The strength to stay upright. Photo courtesy of iStock.

Refining your winter fitness

By Robert Todd Felton

AMC Outdoors, November/December 2009

The first drifting snowflakes of winter may send us scurrying to the basement to wax skis, sharpen skates, and dig those snowshoes out from...where did I put those snowshoes? But as you start dreaming about the promise of winter days to come, you may also want to spend some time fine-tuning your balance skills. Think about it: The winter sports we love often include unstable surfaces, bulky clothing, and things strapped to our feet. In addition, the cold weather can mean that muscles may not work as well as they do in the gym. All that can add up to a recipe for injury, or at least diminished performance.

But not to worry. Contrary to popular belief, balance is not an innate sense but a skill you can practice and develop. As Dr. Paul M. Juris, fitness expert and executive director of the Cybex Institute, the research arm of the exercise equipment manufacturer, explains, “Balance is simply the ability to keep ourselves from falling over.” And while the sense of balance (known as proprioception) is important, it is not what keeps us on our feet. “When you are falling, the problem is not sensory perception, but having the strength and power to make corrections to keep yourself upright,” Juris points out. That’s why he advocates developing good core strength, power, and endurance to ensure your balance is solid throughout a winter of adventure.

HOP TO IT “Hopping drills are outstanding for improving balance,” Juris explains, suggesting a progression that starts with short hops on one foot with your arms out to the sides for added balance. As you feel more stable, you can increase the difficulty by varying the distance, height, or direction (forward versus backward, side-to-side). For even more challenge, try placing your hands on your hips rather than out to the sides.

Early Finnish skiers used poles that served two purposes: aiding their balance and functioning as hunting spears.
To help with core strength, try forward lunges by standing with your arms at your side, then stepping forward and lowering your body until your leading thigh is parallel to the floor. Jason Van Hulen, head of strength and training at the Aria Resort in Colorado, suggests the additional challenge of having a partner give you a gentle push on your shoulder while in the lunge. This nudge should be just enough to move your center of gravity away from its balance point and force you to make the correction.
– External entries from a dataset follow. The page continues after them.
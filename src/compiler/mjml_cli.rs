//! Transform backed by the `mjml` command-line compiler.
//!
//! Each template is compiled by one child process:
//!
//! ```text
//! mjml [extra args] --stdin --stdout \
//!     --config.minify=true --config.beautify=false \
//!     --config.validationLevel=soft \
//!     --config.filePath=<source path> \
//!     --config.fonts=<json>
//! ```
//!
//! The source is fed through stdin and the HTML read back from stdout.
//! Validation messages arrive on stderr, one per line. Under soft validation
//! the compiler still prints HTML when it reports problems, so a non-zero
//! exit status only counts as a failure when stdout is empty.

use super::transform::{Transform, TransformError, TransformMessage, TransformOptions, TransformOutput};
use crate::config::CompilerConfig;
use std::ffi::OsString;
use std::io::Write;
use std::path::Path;
use std::process::{Command, Stdio};
use std::thread;
use tracing::debug;

#[derive(Debug, Clone)]
pub struct MjmlCli {
    program: String,
    args: Vec<String>,
}

impl MjmlCli {
    pub fn new(program: impl Into<String>) -> Self {
        Self {
            program: program.into(),
            args: Vec::new(),
        }
    }

    pub fn from_config(config: &CompilerConfig) -> Self {
        Self::new(config.command.clone()).with_args(config.args.iter().cloned())
    }

    /// Arguments placed before the generated ones (e.g. `npx` + `mjml`).
    pub fn with_args(mut self, args: impl IntoIterator<Item = String>) -> Self {
        self.args.extend(args);
        self
    }

    pub fn program(&self) -> &str {
        &self.program
    }

    fn option_args(
        &self,
        source_path: &Path,
        options: &TransformOptions,
    ) -> Result<Vec<OsString>, TransformError> {
        let mut args: Vec<OsString> = vec![
            "--stdin".into(),
            "--stdout".into(),
            format!("--config.minify={}", options.minify).into(),
            format!("--config.beautify={}", options.beautify).into(),
            format!(
                "--config.validationLevel={}",
                options.validation_level.as_str()
            )
            .into(),
        ];

        let mut file_path = OsString::from("--config.filePath=");
        file_path.push(source_path.as_os_str());
        args.push(file_path);

        if !options.fonts.is_empty() {
            let fonts = serde_json::to_string(&options.fonts)?;
            args.push(format!("--config.fonts={fonts}").into());
        }

        Ok(args)
    }
}

impl Transform for MjmlCli {
    fn transform(
        &self,
        source: &str,
        source_path: &Path,
        options: &TransformOptions,
    ) -> Result<TransformOutput, TransformError> {
        let option_args = self.option_args(source_path, options)?;
        debug!(program = %self.program, source = %source_path.display(), "running transform");

        let mut child = Command::new(&self.program)
            .args(&self.args)
            .args(&option_args)
            .stdin(Stdio::piped())
            .stdout(Stdio::piped())
            .stderr(Stdio::piped())
            .spawn()
            .map_err(|source| TransformError::Spawn {
                program: self.program.clone(),
                source,
            })?;

        let mut stdin = child.stdin.take().ok_or_else(|| TransformError::Failed {
            message: format!("{} stdin was not captured", self.program),
        })?;

        // Feed stdin on its own thread so a large stdout can't deadlock the pipe.
        let (output, fed) = thread::scope(|scope| {
            let feeder = scope.spawn(move || stdin.write_all(source.as_bytes()));
            (child.wait_with_output(), feeder.join())
        });
        let output = output?;
        if let Ok(Err(e)) = fed {
            debug!(error = %e, "transform closed stdin before reading all input");
        }

        let stderr = String::from_utf8_lossy(&output.stderr);
        let html = String::from_utf8(output.stdout)?;

        if !output.status.success() && html.trim().is_empty() {
            let message = if stderr.trim().is_empty() {
                format!("{} exited with {}", self.program, output.status)
            } else {
                stderr.trim().to_string()
            };
            return Err(TransformError::Failed { message });
        }

        let errors = stderr
            .lines()
            .map(str::trim)
            .filter(|line| !line.is_empty())
            .map(|line| TransformMessage {
                formatted_message: line.to_string(),
            })
            .collect();

        Ok(TransformOutput { html, errors })
    }
}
It is important to strengthen each leg in turn rather than doing drills that work both legs together. As Van Hulen points out, “There are natural imbalances in the body, and if you work one side at a time, you can see which is stronger.” Dr. Jeanette Anderson, a health and wellness specialist, agrees and recommends a simple exercise to do while standing in line at the grocery store: lean to your weaker side and balance your weight over that foot for 60 to 90 seconds.

THE COMPLETE PACKAGE Of course, keeping yourself upright while sliding downhill is a complex operation requiring more than muscle. “When it comes to balance,” Anderson states, “you need strength, proprioception, flexibility, and stability.”

Although work on a wobble board or foam roller will definitely improve balance, a better option is a yoga class. As Debbie Murphy of Shanti Yoga Studios in McCall, Idaho, explained in an e-mail interview, “Balance begins with a strong core...Yoga strengthens these muscles through particular postures such as the boat pose (seated, lift the legs and lower the upper back so your body forms a V-shape), the plank pose (lying face down on the floor as if preparing to do a push-up, push your arms straight under your shoulders, and allow the body to form a straight line balanced on your forearms and toes), and cobra pose (from lying on the floor with your arms to your sides, lift your chest up using only your back muscles). In fact, much of yoga’s emphasis on isolating individual muscles and being aware of the interplay between forces has excellent benefits for balance.” In addition, Murphy points out that “yoga’s most powerful ‘balance benefit’ lies in the ability to bring a sense of ease and calm in the midst of chaos and instability.”

And isn’t that really what the promise of those first few snowflakes is all about?